Being blessed with such unorthodox musical talent, however, can be a curse in a society like Pakistan. As corporate monsters reigned supreme and gradually assumed virtual monopoly over music distribution and high-end production facilities in the 2000s, Mr Zaki grew increasingly disillusioned with the general culture of the music industry, and lamented its vulgar and mediocre standards, often cutting a dismissive and forlorn figure. He moved frequently to the West, but never really settled anywhere like a lost wanderer. And post-2008, just as music audiences were coaxed into watching more and listening less, thanks to the cynical onslaught of the juggernaut of cola, coffee, ice-cream and telecom companies, which began to control artists based on their sheer ability to completely micromanage them via capital, the space afforded to his talent and his ilk began to shrink. And rather than that being a consequence of his moody personality and unwillingness to adapt to changing times as it is popularly misconstrued, it was probably more a result of the limitations intrinsic to the very design of the corporate model – quite frankly, a debasement of the autonomous artist – that his stock fell. Songs become shorter as attention spans of the audience shrank and the impatient, overproduced and stale Coke Studio formula of adding layer upon layer at every fourth or eighth bar became the norm, while the sheer depoliticised nature of the whole exercise, meant that not only Mr Zaki, but other self-respecting artists like him, found the whole exercise troublesome and questionable, at best.

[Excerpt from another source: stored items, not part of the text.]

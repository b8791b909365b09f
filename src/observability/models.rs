//! Normalized models for queue inspection.
//!
//! Every provider adapter maps its native representation into these types:
//! - [`QueueJobStatus`]: the closed five-value status taxonomy
//! - [`QueueStats`] / [`QueueInfo`]: per-queue aggregate state
//! - [`Job`]: a read-only projection of one work item
//! - [`Overview`]: one instance's full picture
//! - [`ProviderType`] / [`Capabilities`]: static per-backend metadata

use std::fmt;
use std::str::FromStr;

use chrono::{DateTime, Utc};
use serde::{Deserialize, Serialize};
use serde_json::{Map, Value};

// ============================================================================
// QueueJobStatus
// ============================================================================

/// Normalized job status shared by every backend.
///
/// Native statuses that have no counterpart here are folded into
/// [`QueueJobStatus::Pending`] by the adapters, so counts are never dropped.
#[derive(Debug, Clone, Copy, PartialEq, Eq, Hash, Serialize, Deserialize)]
#[serde(rename_all = "lowercase")]
pub enum QueueJobStatus {
    Pending,
    Processing,
    Completed,
    Failed,
    Delayed,
}

impl QueueJobStatus {
    pub const ALL: [QueueJobStatus; 5] = [
        QueueJobStatus::Pending,
        QueueJobStatus::Processing,
        QueueJobStatus::Completed,
        QueueJobStatus::Failed,
        QueueJobStatus::Delayed,
    ];

    pub fn as_str(&self) -> &'static str {
        match self {
            QueueJobStatus::Pending => "pending",
            QueueJobStatus::Processing => "processing",
            QueueJobStatus::Completed => "completed",
            QueueJobStatus::Failed => "failed",
            QueueJobStatus::Delayed => "delayed",
        }
    }
}

impl Default for QueueJobStatus {
    fn default() -> Self {
        QueueJobStatus::Pending
    }
}

impl fmt::Display for QueueJobStatus {
    fn fmt(&self, f: &mut fmt::Formatter<'_>) -> fmt::Result {
        f.write_str(self.as_str())
    }
}

impl FromStr for QueueJobStatus {
    type Err = String;

    fn from_str(s: &str) -> Result<Self, Self::Err> {
        QueueJobStatus::ALL
            .into_iter()
            .find(|status| status.as_str().eq_ignore_ascii_case(s))
            .ok_or_else(|| format!("unknown job status '{}'", s))
    }
}

// ============================================================================
// ProviderType / Capabilities
// ============================================================================

/// Queue technologies known to the registry.
///
/// Only [`ProviderType::RedisBullmq`] has an adapter today; the others are
/// declared so callers can reason about their capabilities.
#[derive(Debug, Clone, Copy, PartialEq, Eq, Hash, PartialOrd, Ord, Serialize, Deserialize)]
pub enum ProviderType {
    #[serde(rename = "redis-bullmq")]
    RedisBullmq,
    #[serde(rename = "rabbitmq")]
    RabbitMq,
    #[serde(rename = "sqs")]
    Sqs,
    #[serde(rename = "kafka")]
    Kafka,
    #[serde(rename = "pubsub")]
    PubSub,
}

impl ProviderType {
    pub const ALL: [ProviderType; 5] = [
        ProviderType::RedisBullmq,
        ProviderType::RabbitMq,
        ProviderType::Sqs,
        ProviderType::Kafka,
        ProviderType::PubSub,
    ];

    pub fn as_str(&self) -> &'static str {
        match self {
            ProviderType::RedisBullmq => "redis-bullmq",
            ProviderType::RabbitMq => "rabbitmq",
            ProviderType::Sqs => "sqs",
            ProviderType::Kafka => "kafka",
            ProviderType::PubSub => "pubsub",
        }
    }

    /// Static feature declaration for this backend type.
    pub fn capabilities(&self) -> Capabilities {
        match self {
            ProviderType::RedisBullmq => Capabilities {
                supports_delayed_jobs: true,
                supports_job_retry: true,
                supports_priority: true,
                supports_dead_letter: false,
                supports_job_progress: true,
                supports_multiple_queues: true,
            },
            ProviderType::RabbitMq => Capabilities {
                supports_delayed_jobs: false,
                supports_job_retry: true,
                supports_priority: true,
                supports_dead_letter: true,
                supports_job_progress: false,
                supports_multiple_queues: true,
            },
            ProviderType::Sqs => Capabilities {
                supports_delayed_jobs: true,
                supports_job_retry: true,
                supports_priority: false,
                supports_dead_letter: true,
                supports_job_progress: false,
                supports_multiple_queues: true,
            },
            ProviderType::Kafka => Capabilities {
                supports_delayed_jobs: false,
                supports_job_retry: false,
                supports_priority: false,
                supports_dead_letter: false,
                supports_job_progress: false,
                supports_multiple_queues: true,
            },
            ProviderType::PubSub => Capabilities {
                supports_delayed_jobs: false,
                supports_job_retry: true,
                supports_priority: false,
                supports_dead_letter: true,
                supports_job_progress: false,
                supports_multiple_queues: true,
            },
        }
    }
}

impl fmt::Display for ProviderType {
    fn fmt(&self, f: &mut fmt::Formatter<'_>) -> fmt::Result {
        f.write_str(self.as_str())
    }
}

impl FromStr for ProviderType {
    type Err = String;

    fn from_str(s: &str) -> Result<Self, Self::Err> {
        ProviderType::ALL
            .into_iter()
            .find(|kind| kind.as_str() == s)
            .ok_or_else(|| format!("unknown provider type '{}'", s))
    }
}

/// What a provider type can express. Never changes at runtime.
#[derive(Debug, Clone, Copy, PartialEq, Eq, Serialize, Deserialize)]
#[serde(rename_all = "camelCase")]
pub struct Capabilities {
    pub supports_delayed_jobs: bool,
    pub supports_job_retry: bool,
    pub supports_priority: bool,
    pub supports_dead_letter: bool,
    pub supports_job_progress: bool,
    pub supports_multiple_queues: bool,
}

// ============================================================================
// QueueStats / QueueInfo
// ============================================================================

/// Point-in-time job counts for one queue, one per normalized status.
#[derive(Debug, Clone, Copy, Default, PartialEq, Eq, Serialize, Deserialize)]
pub struct QueueStats {
    pub pending: u64,
    pub processing: u64,
    pub completed: u64,
    pub failed: u64,
    /// `None` for backends without delayed delivery
    #[serde(skip_serializing_if = "Option::is_none")]
    pub delayed: Option<u64>,
}

impl QueueStats {
    pub fn total(&self) -> u64 {
        self.pending + self.processing + self.completed + self.failed + self.delayed.unwrap_or(0)
    }

    /// Percentage of failed jobs, rounded to two decimals. Zero for an empty queue.
    pub fn failure_rate(&self) -> f64 {
        let total = self.total();
        if total == 0 {
            return 0.0;
        }
        let rate = self.failed as f64 / total as f64 * 100.0;
        (rate * 100.0).round() / 100.0
    }

    pub fn count(&self, status: QueueJobStatus) -> u64 {
        match status {
            QueueJobStatus::Pending => self.pending,
            QueueJobStatus::Processing => self.processing,
            QueueJobStatus::Completed => self.completed,
            QueueJobStatus::Failed => self.failed,
            QueueJobStatus::Delayed => self.delayed.unwrap_or(0),
        }
    }
}

/// Aggregate state of one queue on one provider instance.
#[derive(Debug, Clone, PartialEq, Serialize, Deserialize)]
#[serde(rename_all = "camelCase")]
pub struct QueueInfo {
    pub name: String,
    /// Owning instance name
    pub provider: String,
    pub provider_type: ProviderType,
    pub stats: QueueStats,
    pub total_jobs: u64,
    pub failure_rate: f64,
    /// Backend-specific flags such as `paused`
    #[serde(default)]
    pub metadata: Map<String, Value>,
}

impl QueueInfo {
    /// Builds the record and derives `total_jobs` / `failure_rate` from `stats`.
    pub fn new(
        name: impl Into<String>,
        provider: impl Into<String>,
        provider_type: ProviderType,
        stats: QueueStats,
        metadata: Map<String, Value>,
    ) -> Self {
        Self {
            name: name.into(),
            provider: provider.into(),
            provider_type,
            total_jobs: stats.total(),
            failure_rate: stats.failure_rate(),
            stats,
            metadata,
        }
    }

    pub fn is_paused(&self) -> bool {
        self.metadata
            .get("paused")
            .and_then(Value::as_bool)
            .unwrap_or(false)
    }
}

// ============================================================================
// Job
// ============================================================================

/// A single work item, projected from the backend per query.
#[derive(Debug, Clone, PartialEq, Serialize, Deserialize)]
#[serde(rename_all = "camelCase")]
pub struct Job {
    pub id: String,
    pub queue: String,
    pub provider: String,
    pub status: QueueJobStatus,
    pub data: Value,
    #[serde(skip_serializing_if = "Option::is_none")]
    pub created_at: Option<DateTime<Utc>>,
    #[serde(skip_serializing_if = "Option::is_none")]
    pub processed_at: Option<DateTime<Utc>>,
    #[serde(skip_serializing_if = "Option::is_none")]
    pub completed_at: Option<DateTime<Utc>>,
    #[serde(skip_serializing_if = "Option::is_none")]
    pub failed_at: Option<DateTime<Utc>>,
    #[serde(skip_serializing_if = "Option::is_none")]
    pub scheduled_for: Option<DateTime<Utc>>,
    #[serde(skip_serializing_if = "Option::is_none")]
    pub attempts: Option<u32>,
    #[serde(skip_serializing_if = "Option::is_none")]
    pub max_attempts: Option<u32>,
    #[serde(skip_serializing_if = "Option::is_none")]
    pub error: Option<String>,
    #[serde(skip_serializing_if = "Option::is_none")]
    pub stacktrace: Option<Vec<String>>,
    /// 0-100
    #[serde(skip_serializing_if = "Option::is_none")]
    pub progress: Option<u8>,
    /// Native fields without a normalized counterpart, kept verbatim
    #[serde(default)]
    pub provider_metadata: Map<String, Value>,
}

// ============================================================================
// Overview
// ============================================================================

/// One provider instance's snapshot: either connected with queues, or
/// disconnected with an error and nothing else.
#[derive(Debug, Clone, PartialEq, Serialize, Deserialize)]
#[serde(rename_all = "camelCase")]
pub struct Overview {
    pub instance: String,
    pub connected: bool,
    pub queues: Vec<QueueInfo>,
    pub total_queues: usize,
    pub total_jobs: u64,
    pub total_failed: u64,
    pub total_active: u64,
    #[serde(skip_serializing_if = "Option::is_none")]
    pub error: Option<String>,
}

impl Overview {
    pub fn connected(instance: impl Into<String>, queues: Vec<QueueInfo>) -> Self {
        let total_jobs = queues.iter().map(|q| q.stats.total()).sum();
        let total_failed = queues.iter().map(|q| q.stats.failed).sum();
        let total_active = queues.iter().map(|q| q.stats.processing).sum();
        Self {
            instance: instance.into(),
            connected: true,
            total_queues: queues.len(),
            queues,
            total_jobs,
            total_failed,
            total_active,
            error: None,
        }
    }

    pub fn disconnected(instance: impl Into<String>, error: impl Into<String>) -> Self {
        Self {
            instance: instance.into(),
            connected: false,
            queues: Vec::new(),
            total_queues: 0,
            total_jobs: 0,
            total_failed: 0,
            total_active: 0,
            error: Some(error.into()),
        }
    }
}

#[cfg(test)]
mod tests {
    use super::*;

    fn stats(pending: u64, processing: u64, completed: u64, failed: u64, delayed: u64) -> QueueStats {
        QueueStats {
            pending,
            processing,
            completed,
            failed,
            delayed: Some(delayed),
        }
    }

    #[test]
    fn test_single_queue_totals_and_failure_rate() {
        let info = QueueInfo::new(
            "emails",
            "main",
            ProviderType::RedisBullmq,
            stats(5, 2, 80, 3, 1),
            Map::new(),
        );
        assert_eq!(info.total_jobs, 91);
        assert_eq!(info.failure_rate, 3.30);
    }

    #[test]
    fn test_failure_rate_is_zero_for_empty_queue() {
        let empty = QueueStats::default();
        assert_eq!(empty.total(), 0);
        assert_eq!(empty.failure_rate(), 0.0);
        assert!(!empty.failure_rate().is_nan());
    }

    #[test]
    fn test_total_ignores_missing_delayed_bucket() {
        let s = QueueStats {
            pending: 1,
            processing: 1,
            completed: 1,
            failed: 1,
            delayed: None,
        };
        assert_eq!(s.total(), 4);
        assert_eq!(s.failure_rate(), 25.0);
        let json = serde_json::to_value(s).unwrap();
        assert!(json.get("delayed").is_none());
    }

    #[test]
    fn test_overview_totals_are_sums_of_queue_stats() {
        let queues = vec![
            QueueInfo::new("a", "main", ProviderType::RedisBullmq, stats(1, 2, 3, 4, 5), Map::new()),
            QueueInfo::new("b", "main", ProviderType::RedisBullmq, stats(10, 0, 0, 6, 0), Map::new()),
        ];
        let overview = Overview::connected("main", queues);
        assert!(overview.connected);
        assert_eq!(overview.total_queues, 2);
        assert_eq!(overview.total_jobs, 15 + 16);
        assert_eq!(overview.total_failed, 10);
        assert_eq!(overview.total_active, 2);
        assert!(overview.error.is_none());
    }

    #[test]
    fn test_disconnected_overview_is_empty() {
        let overview = Overview::disconnected("down", "connection refused");
        assert!(!overview.connected);
        assert!(overview.queues.is_empty());
        assert_eq!(overview.total_jobs, 0);
        assert_eq!(overview.error.as_deref(), Some("connection refused"));

        let json = serde_json::to_value(&overview).unwrap();
        assert_eq!(json["totalQueues"], 0);
        assert_eq!(json["error"], "connection refused");
    }

    #[test]
    fn test_status_and_provider_type_wire_names() {
        assert_eq!(
            serde_json::to_value(QueueJobStatus::Processing).unwrap(),
            "processing"
        );
        assert_eq!("FAILED".parse::<QueueJobStatus>().unwrap(), QueueJobStatus::Failed);
        assert!("stalled".parse::<QueueJobStatus>().is_err());

        assert_eq!(
            serde_json::to_value(ProviderType::RedisBullmq).unwrap(),
            "redis-bullmq"
        );
        assert_eq!("sqs".parse::<ProviderType>().unwrap(), ProviderType::Sqs);
    }

    #[test]
    fn test_bullmq_capabilities() {
        let caps = ProviderType::RedisBullmq.capabilities();
        assert!(caps.supports_delayed_jobs);
        assert!(caps.supports_multiple_queues);
        assert!(!caps.supports_dead_letter);
        let json = serde_json::to_value(caps).unwrap();
        assert_eq!(json["supportsJobProgress"], true);
    }
}
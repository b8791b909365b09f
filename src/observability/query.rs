//! Queue query shapes and the versioned query library.
//!
//! A query is either inline ([`InlineQuery`]) or a reference such as
//! `queueQueries.jobFilters.failed_jobs_v1-0-0`, resolved through a
//! [`QueryLibrary`] into the same inline shape. Queue queries have no
//! variable substitution.

use std::collections::BTreeMap;
use std::path::Path;

use serde::{Deserialize, Serialize};
use serde_json::{Map, Value};
use thiserror::Error;

use crate::observability::models::QueueJobStatus;
use crate::observability::registry::RegistryError;

/// Root namespace every queue query reference starts with.
pub const QUEUE_QUERIES_ROOT: &str = "queueQueries";

/// The library shipped with the crate.
const BUILTIN_LIBRARY: &str = include_str!("../../queries/queue-queries.json");

// ============================================================================
// Errors
// ============================================================================

#[derive(Error, Debug)]
pub enum QueryError {
    #[error("invalid query reference '{0}': expected queueQueries.<namespace>.<queryName_version>")]
    InvalidReference(String),

    #[error("query namespace not found: {0}")]
    NamespaceNotFound(String),

    #[error("query not found: {namespace}.{query}")]
    QueryNotFound { namespace: String, query: String },

    #[error("request carries neither an inline query nor a reference")]
    MissingQuery,

    #[error("invalid query: {0}")]
    InvalidQuery(String),

    #[error("invalid query library: {0}")]
    InvalidLibrary(String),

    #[error(transparent)]
    Registry(#[from] RegistryError),
}

// ============================================================================
// Query shapes
// ============================================================================

/// A fully specified queue query.
///
/// With `queue` set the query lists jobs in that queue; without it, it lists
/// the provider's queues.
#[derive(Debug, Clone, PartialEq, Serialize, Deserialize)]
#[serde(rename_all = "camelCase", deny_unknown_fields)]
pub struct InlineQuery {
    /// Instance name or provider-type key
    pub provider: String,
    #[serde(default, skip_serializing_if = "Option::is_none")]
    pub queue: Option<String>,
    #[serde(default, skip_serializing_if = "Option::is_none")]
    pub status: Option<QueueJobStatus>,
    #[serde(default, skip_serializing_if = "Option::is_none")]
    pub limit: Option<usize>,
    #[serde(default, skip_serializing_if = "Option::is_none")]
    pub provider_options: Option<Map<String, Value>>,
}

/// What a caller hands the inspector: an inline query, a reference, or both.
/// The inline query wins when both are present.
#[derive(Debug, Clone, Default, PartialEq)]
pub struct QueryRequest {
    pub inline: Option<InlineQuery>,
    pub reference: Option<String>,
}

impl QueryRequest {
    pub fn inline(query: InlineQuery) -> Self {
        Self {
            inline: Some(query),
            reference: None,
        }
    }

    pub fn reference(reference: impl Into<String>) -> Self {
        Self {
            inline: None,
            reference: Some(reference.into()),
        }
    }

    /// Reads a JSON body: `{"ref": "..."}`, `{"query": {...}}`, or the inline
    /// query fields at the top level.
    pub fn from_json(body: Value) -> Result<Self, QueryError> {
        let Value::Object(mut object) = body else {
            return Err(QueryError::InvalidQuery("body must be a JSON object".to_string()));
        };

        let reference = match object.remove("ref") {
            None | Some(Value::Null) => None,
            Some(Value::String(s)) => Some(s),
            Some(_) => return Err(QueryError::InvalidQuery("'ref' must be a string".to_string())),
        };

        let inline = match object.remove("query") {
            Some(Value::Null) => None,
            Some(query) => Some(parse_inline(query)?),
            None if object.contains_key("provider") => Some(parse_inline(Value::Object(object))?),
            None => None,
        };

        Ok(Self { inline, reference })
    }
}

fn parse_inline(value: Value) -> Result<InlineQuery, QueryError> {
    serde_json::from_value(value).map_err(|e| QueryError::InvalidQuery(e.to_string()))
}

// ============================================================================
// Query library
// ============================================================================

/// Resolves query references to stored inline queries.
pub trait QueryLibrary: Send + Sync {
    fn resolve(&self, reference: &str) -> Result<InlineQuery, QueryError>;
}

/// Splits `queueQueries.<namespace>.<queryName_version>`.
pub fn parse_reference(reference: &str) -> Result<(&str, &str), QueryError> {
    let invalid = || QueryError::InvalidReference(reference.to_string());
    let mut parts = reference.splitn(3, '.');
    match (parts.next(), parts.next(), parts.next()) {
        (Some(QUEUE_QUERIES_ROOT), Some(namespace), Some(query))
            if !namespace.is_empty() && !query.is_empty() && !query.contains('.') =>
        {
            Ok((namespace, query))
        }
        _ => Err(invalid()),
    }
}

/// Library loaded from a JSON document shaped like
/// `{"queueQueries": {"<namespace>": {"<queryName_version>": {...}}}}`.
#[derive(Debug, Clone, Default)]
pub struct JsonQueryLibrary {
    namespaces: BTreeMap<String, BTreeMap<String, InlineQuery>>,
}

#[derive(Deserialize)]
#[serde(rename_all = "camelCase")]
struct LibraryDocument {
    queue_queries: BTreeMap<String, BTreeMap<String, InlineQuery>>,
}

impl JsonQueryLibrary {
    pub fn from_json_str(raw: &str) -> Result<Self, QueryError> {
        let document: LibraryDocument =
            serde_json::from_str(raw).map_err(|e| QueryError::InvalidLibrary(e.to_string()))?;
        Ok(Self {
            namespaces: document.queue_queries,
        })
    }

    pub fn from_path(path: impl AsRef<Path>) -> Result<Self, QueryError> {
        let path = path.as_ref();
        let raw = std::fs::read_to_string(path)
            .map_err(|e| QueryError::InvalidLibrary(format!("{}: {}", path.display(), e)))?;
        Self::from_json_str(&raw)
    }

    pub fn builtin() -> Result<Self, QueryError> {
        Self::from_json_str(BUILTIN_LIBRARY)
    }

    /// Full references of every stored query.
    pub fn references(&self) -> Vec<String> {
        self.namespaces
            .iter()
            .flat_map(|(namespace, queries)| {
                queries
                    .keys()
                    .map(move |query| format!("{}.{}.{}", QUEUE_QUERIES_ROOT, namespace, query))
            })
            .collect()
    }
}

impl QueryLibrary for JsonQueryLibrary {
    fn resolve(&self, reference: &str) -> Result<InlineQuery, QueryError> {
        let (namespace, query) = parse_reference(reference)?;
        let queries = self
            .namespaces
            .get(namespace)
            .ok_or_else(|| QueryError::NamespaceNotFound(namespace.to_string()))?;
        queries
            .get(query)
            .cloned()
            .ok_or_else(|| QueryError::QueryNotFound {
                namespace: namespace.to_string(),
                query: query.to_string(),
            })
    }
}
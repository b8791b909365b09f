//! Query execution facade: resolves inline or referenced queries and
//! dispatches them to the provider registry.

use std::sync::Arc;

use serde::Serialize;
use tracing::{debug, warn};

use crate::backend::{ProviderError, DEFAULT_JOB_LIMIT};
use crate::observability::models::{Job, ProviderType, QueueInfo, QueueJobStatus};
use crate::observability::query::{InlineQuery, QueryError, QueryLibrary, QueryRequest};
use crate::observability::registry::ProviderRegistry;

/// Uniform result of a queue query.
///
/// `queues` is set for listing queries, `jobs` for queries naming a queue,
/// never both.
#[derive(Debug, Clone, PartialEq, Serialize)]
#[serde(rename_all = "camelCase")]
pub struct QueryResult {
    pub provider: String,
    pub provider_type: ProviderType,
    #[serde(skip_serializing_if = "Option::is_none")]
    pub queue: Option<String>,
    #[serde(skip_serializing_if = "Option::is_none")]
    pub queues: Option<Vec<QueueInfo>>,
    #[serde(skip_serializing_if = "Option::is_none")]
    pub jobs: Option<Vec<Job>>,
    pub count: usize,
    /// Set when the instance could not be read; the lists are then empty
    #[serde(skip_serializing_if = "Option::is_none")]
    pub error: Option<String>,
}

/// Stateless query entry point over a registry and a query library.
#[derive(Clone)]
pub struct QueueInspector {
    registry: Arc<ProviderRegistry>,
    library: Arc<dyn QueryLibrary>,
}

impl QueueInspector {
    pub fn new(registry: Arc<ProviderRegistry>, library: Arc<dyn QueryLibrary>) -> Self {
        Self { registry, library }
    }

    pub fn registry(&self) -> &Arc<ProviderRegistry> {
        &self.registry
    }

    /// Turns a request into an inline query; inline beats reference.
    pub fn resolve(&self, request: QueryRequest) -> Result<InlineQuery, QueryError> {
        match request {
            QueryRequest {
                inline: Some(query),
                ..
            } => Ok(query),
            QueryRequest {
                reference: Some(reference),
                ..
            } => self.library.resolve(&reference),
            _ => Err(QueryError::MissingQuery),
        }
    }

    pub async fn execute(&self, request: QueryRequest) -> Result<QueryResult, QueryError> {
        let query = self.resolve(request)?;
        self.execute_inline(&query).await
    }

    /// Runs a resolved query. Unknown providers fail; an unreachable
    /// provider yields an empty result carrying `error`.
    pub async fn execute_inline(&self, query: &InlineQuery) -> Result<QueryResult, QueryError> {
        let provider = self.registry.get(&query.provider)?;
        if let Some(options) = &query.provider_options {
            debug!(provider = %query.provider, options = ?options, "provider options are not interpreted by this provider");
        }

        let mut result = QueryResult {
            provider: provider.name().to_string(),
            provider_type: provider.provider_type(),
            queue: query.queue.clone(),
            queues: None,
            jobs: None,
            count: 0,
            error: None,
        };

        match &query.queue {
            Some(queue) => {
                let status = query.status.unwrap_or_default();
                let limit = query.limit.unwrap_or(DEFAULT_JOB_LIMIT);
                let jobs = provider
                    .jobs(queue, status, limit)
                    .await
                    .or_else(|e| recover(&mut result, e))?;
                result.count = jobs.len();
                result.jobs = Some(jobs);
            }
            None => {
                let overview = provider.overview().await;
                let mut queues = overview.queues;
                if let Some(error) = overview.error {
                    result.error = Some(error);
                }
                if let Some(status) = query.status {
                    queues.retain(|q| q.stats.count(status) > 0);
                }
                if let Some(limit) = query.limit {
                    queues.truncate(limit);
                }
                result.count = queues.len();
                result.queues = Some(queues);
            }
        }

        Ok(result)
    }
}

/// Folds connectivity failures into the envelope; anything else propagates.
fn recover(result: &mut QueryResult, err: ProviderError) -> Result<Vec<Job>, QueryError> {
    if err.is_connectivity() {
        warn!(provider = %result.provider, error = %err, "queue query failed, returning empty result");
        result.error = Some(err.to_string());
        Ok(Vec::new())
    } else {
        Err(QueryError::Registry(err.into()))
    }
}

#[cfg(test)]
mod tests {
    use super::*;
    use crate::backend::bullmq::testing::{MemoryConnector, MemoryKeyspace};
    use crate::backend::BullMqProvider;
    use crate::observability::query::JsonQueryLibrary;
    use crate::observability::registry::RegistryError;

    fn inspector() -> QueueInspector {
        let keyspace = MemoryKeyspace::new()
            .with_string("bull:emails:id", "3")
            .with_string("bull:reports:id", "1")
            .with_list("bull:reports:wait", &["1"])
            .with_sorted_set("bull:emails:failed", &["1", "2", "3"])
            .with_hash("bull:emails:1", &[("data", "{}"), ("failedReason", "a")])
            .with_hash("bull:emails:2", &[("data", "{}"), ("failedReason", "b")])
            .with_hash("bull:emails:3", &[("data", "{}"), ("failedReason", "c")]);

        let mut registry = ProviderRegistry::new();
        registry
            .register(Arc::new(BullMqProvider::with_connector(
                "main",
                MemoryConnector::new(keyspace),
            )))
            .unwrap();
        registry
            .register(Arc::new(BullMqProvider::with_connector(
                "offline",
                MemoryConnector::unreachable(),
            )))
            .unwrap();

        QueueInspector::new(
            Arc::new(registry),
            Arc::new(JsonQueryLibrary::builtin().unwrap()),
        )
    }

    fn inline(provider: &str) -> InlineQuery {
        InlineQuery {
            provider: provider.to_string(),
            queue: None,
            status: None,
            limit: None,
            provider_options: None,
        }
    }

    #[tokio::test]
    async fn test_reference_matches_equivalent_inline_query() {
        let inspector = inspector();
        let by_ref = inspector
            .execute(QueryRequest::reference(
                "queueQueries.jobFilters.failed_jobs_v1-0-0",
            ))
            .await
            .unwrap();

        let mut query = inline("redis-bullmq");
        query.status = Some(QueueJobStatus::Failed);
        query.limit = Some(50);
        let by_inline = inspector.execute(QueryRequest::inline(query)).await.unwrap();

        assert_eq!(by_ref, by_inline);
        assert_eq!(by_ref.provider, "main");
        assert_eq!(by_ref.queues.as_ref().map(Vec::len), Some(1));
        assert!(by_ref.jobs.is_none());
    }

    #[tokio::test]
    async fn test_inline_query_takes_precedence() {
        let inspector = inspector();
        let request = QueryRequest {
            inline: Some(inline("main")),
            reference: Some("queueQueries.nope.nothing_v1".to_string()),
        };
        let result = inspector.execute(request).await.unwrap();
        assert_eq!(result.count, 2);
    }

    #[tokio::test]
    async fn test_jobs_query_populates_jobs_only() {
        let inspector = inspector();
        let mut query = inline("main");
        query.queue = Some("emails".to_string());
        query.status = Some(QueueJobStatus::Failed);
        query.limit = Some(2);

        let result = inspector.execute_inline(&query).await.unwrap();
        assert!(result.queues.is_none());
        assert_eq!(result.count, 2);
        let jobs = result.jobs.unwrap();
        assert_eq!(jobs[0].id, "3");
        assert!(jobs.iter().all(|j| j.status == QueueJobStatus::Failed));
    }

    #[tokio::test]
    async fn test_listing_query_populates_queues_only() {
        let inspector = inspector();
        let result = inspector.execute_inline(&inline("main")).await.unwrap();
        assert!(result.jobs.is_none());
        let names: Vec<String> = result.queues.unwrap().into_iter().map(|q| q.name).collect();
        assert_eq!(names, vec!["emails", "reports"]);
        assert_eq!(result.count, 2);
        assert_eq!(result.provider_type, ProviderType::RedisBullmq);
    }

    #[tokio::test]
    async fn test_unreachable_provider_folds_error_into_result() {
        let inspector = inspector();
        let mut query = inline("offline");
        let listing = inspector.execute_inline(&query).await.unwrap();
        assert_eq!(listing.count, 0);
        assert!(listing.error.is_some());

        query.queue = Some("emails".to_string());
        let jobs = inspector.execute_inline(&query).await.unwrap();
        assert_eq!(jobs.jobs, Some(Vec::new()));
        assert!(jobs.error.is_some());
    }

    #[tokio::test]
    async fn test_resolution_errors_fail_fast() {
        let inspector = inspector();
        assert!(matches!(
            inspector.execute(QueryRequest::default()).await,
            Err(QueryError::MissingQuery)
        ));
        assert!(matches!(
            inspector
                .execute(QueryRequest::reference("queueQueries.jobFilters.unknown_v1-0-0"))
                .await,
            Err(QueryError::QueryNotFound { .. })
        ));
        assert!(matches!(
            inspector.execute(QueryRequest::inline(inline("ghost"))).await,
            Err(QueryError::Registry(RegistryError::ProviderNotFound(_)))
        ));
    }
}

But, even in adversity, he managed to bow out in style. A masterful low-gain solo in Asrar’s Sab Aakho Ali Ali in Coke Studio, a memorable slide guitar performance for Affaq Mushtaq’s captivating single Angun for Ufone Uth Records, as well as the naughty tongue-in-cheek bluesy effort, “Karachi Ki Laila,” for Cornetto Music Icons, suggested that there was still ample fight and youthful exuberance left in him. Mental illness, drug abuse and financial hardships did eventually take their toll on him, but his music lives on and the sheer longevity of his career needs to be lauded. For industry professionals and aficionados, Aamir Zaki remains a top favourite – as the thinking kid who caused mayhems in schoolrooms by objecting passionately to the distorted histories in Pakistani syllabi, who idolised and personified the avant-garde dissent of Bob Dylan and Bob Marley, and who fingerpicked the electric guitar with Mark Knopler-esque gusto and finesse. And there’s no better track than his bass heavy, “People Are People,” which was a subliminal protest against the excesses of the American military-industrial complex in Afghanistan and its cynical sponsorship of militant Jihad, to substantiate that claim. He, most definitively was Pakistan’s very own original anti-establishmentarian rockstar and the leader of the pack!